_EXERCISE GOAL_
All lines in the data below carrying the string "else" are to be located and copied.

════

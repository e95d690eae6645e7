//! # Ordered Counter
//!
//! Keeps the count-to-keys partition in a `BTreeMap`, so the extremes are the
//! first and last map entries. Every update is a map removal plus insertion:
//! O(log d) where d is the number of distinct counts.
//!
//! ```text
//!   counts:   FxHashMap<K, u64>          by_count: BTreeMap<u64, FxHashSet<K>>
//!   ┌───────┬───────┐                    ┌───────┬─────────────┐
//!   │  "a"  │   1   │                    │   1   │ {"a"}       │ ◄── min_key()
//!   │  "b"  │   3   │                    │   3   │ {"b", "c"}  │ ◄── max_key()
//!   │  "c"  │   3   │                    └───────┴─────────────┘
//!   └───────┴───────┘
//! ```
//!
//! Empty key sets are removed immediately, so `by_count.len()` is always the
//! number of distinct live counts.

use std::collections::BTreeMap;
use std::hash::Hash;

use rustc_hash::{FxHashMap, FxHashSet};

#[cfg(feature = "metrics")]
use crate::metrics::metrics_impl::CounterMetrics;
#[cfg(feature = "metrics")]
use crate::metrics::snapshot::CounterMetricsSnapshot;
#[cfg(feature = "metrics")]
use crate::metrics::traits::{
    CounterMetricsReadRecorder, CounterMetricsRecorder, MetricsSnapshotProvider,
};
use crate::traits::CountedKeys;

/// Counter with an ordered count index.
///
/// # Example
///
/// ```
/// use countkit::counter::OrderedCounter;
/// use countkit::traits::CountedKeys;
///
/// let mut counter = OrderedCounter::new();
/// counter.increment("a");
/// counter.increment("b");
/// counter.increment("b");
///
/// assert_eq!(counter.distinct_counts(), 2);
/// assert_eq!(counter.max_key(), Some(&"b"));
/// ```
#[derive(Debug)]
pub struct OrderedCounter<K> {
    counts: FxHashMap<K, u64>,
    by_count: BTreeMap<u64, FxHashSet<K>>,
    #[cfg(feature = "metrics")]
    metrics: CounterMetrics,
}

impl<K> OrderedCounter<K>
where
    K: Eq + Hash + Clone,
{
    pub fn new() -> Self {
        Self::with_capacity(0)
    }

    pub fn with_capacity(capacity: usize) -> Self {
        Self {
            counts: FxHashMap::with_capacity_and_hasher(capacity, Default::default()),
            by_count: BTreeMap::new(),
            #[cfg(feature = "metrics")]
            metrics: CounterMetrics::default(),
        }
    }

    /// Number of distinct live counts.
    pub fn distinct_counts(&self) -> usize {
        self.by_count.len()
    }

    fn detach(&mut self, key: &K, count: u64) {
        if let Some(keys) = self.by_count.get_mut(&count) {
            keys.remove(key);
            if keys.is_empty() {
                self.by_count.remove(&count);
            }
        }
    }

    fn attach(&mut self, key: K, count: u64) {
        self.by_count.entry(count).or_default().insert(key);
    }
}

#[cfg(feature = "metrics")]
impl<K> OrderedCounter<K>
where
    K: Eq + Hash + Clone,
{
    pub fn metrics_snapshot(&self) -> CounterMetricsSnapshot {
        CounterMetricsSnapshot::capture(&self.metrics, self.counts.len(), self.by_count.len())
    }

    pub fn reset_metrics(&mut self) {
        self.metrics.reset();
    }
}

#[cfg(feature = "metrics")]
impl<K> MetricsSnapshotProvider<CounterMetricsSnapshot> for OrderedCounter<K>
where
    K: Eq + Hash + Clone,
{
    fn snapshot(&self) -> CounterMetricsSnapshot {
        self.metrics_snapshot()
    }
}

impl<K> Default for OrderedCounter<K>
where
    K: Eq + Hash + Clone,
{
    fn default() -> Self {
        Self::new()
    }
}

impl<K> CountedKeys<K> for OrderedCounter<K>
where
    K: Eq + Hash + Clone,
{
    fn increment(&mut self, key: K) -> u64 {
        let next = match self.counts.get(&key).copied() {
            Some(u64::MAX) => {
                #[cfg(feature = "metrics")]
                self.metrics.record_increment_saturated();
                return u64::MAX;
            },
            Some(count) => {
                self.detach(&key, count);
                #[cfg(feature = "metrics")]
                self.metrics.record_increment_existing();
                count + 1
            },
            None => {
                #[cfg(feature = "metrics")]
                self.metrics.record_increment_new();
                1
            },
        };
        self.attach(key.clone(), next);
        self.counts.insert(key, next);
        next
    }

    fn decrement(&mut self, key: &K) -> Option<u64> {
        let Some(count) = self.counts.get(key).copied() else {
            #[cfg(feature = "metrics")]
            self.metrics.record_decrement_missing();
            return None;
        };
        self.detach(key, count);
        let remaining = count - 1;
        if remaining == 0 {
            self.counts.remove(key);
            #[cfg(feature = "metrics")]
            self.metrics.record_decrement_removed();
        } else {
            self.attach(key.clone(), remaining);
            self.counts.insert(key.clone(), remaining);
            #[cfg(feature = "metrics")]
            self.metrics.record_decrement_existing();
        }
        Some(remaining)
    }

    fn max_key(&self) -> Option<&K> {
        #[cfg(feature = "metrics")]
        (&self.metrics).record_max_key_call();
        self.by_count.last_key_value()?.1.iter().next()
    }

    fn min_key(&self) -> Option<&K> {
        #[cfg(feature = "metrics")]
        (&self.metrics).record_min_key_call();
        self.by_count.first_key_value()?.1.iter().next()
    }

    fn count(&self, key: &K) -> Option<u64> {
        self.counts.get(key).copied()
    }

    fn len(&self) -> usize {
        self.counts.len()
    }

    fn clear(&mut self) {
        #[cfg(feature = "metrics")]
        self.metrics.record_clear();
        self.counts.clear();
        self.by_count.clear();
    }

    fn max_count(&self) -> Option<u64> {
        self.by_count.last_key_value().map(|(&count, _)| count)
    }

    fn min_count(&self) -> Option<u64> {
        self.by_count.first_key_value().map(|(&count, _)| count)
    }
}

════

_ANSWER_
        let Some(count) = self.counts.get(key).copied() else {
        } else {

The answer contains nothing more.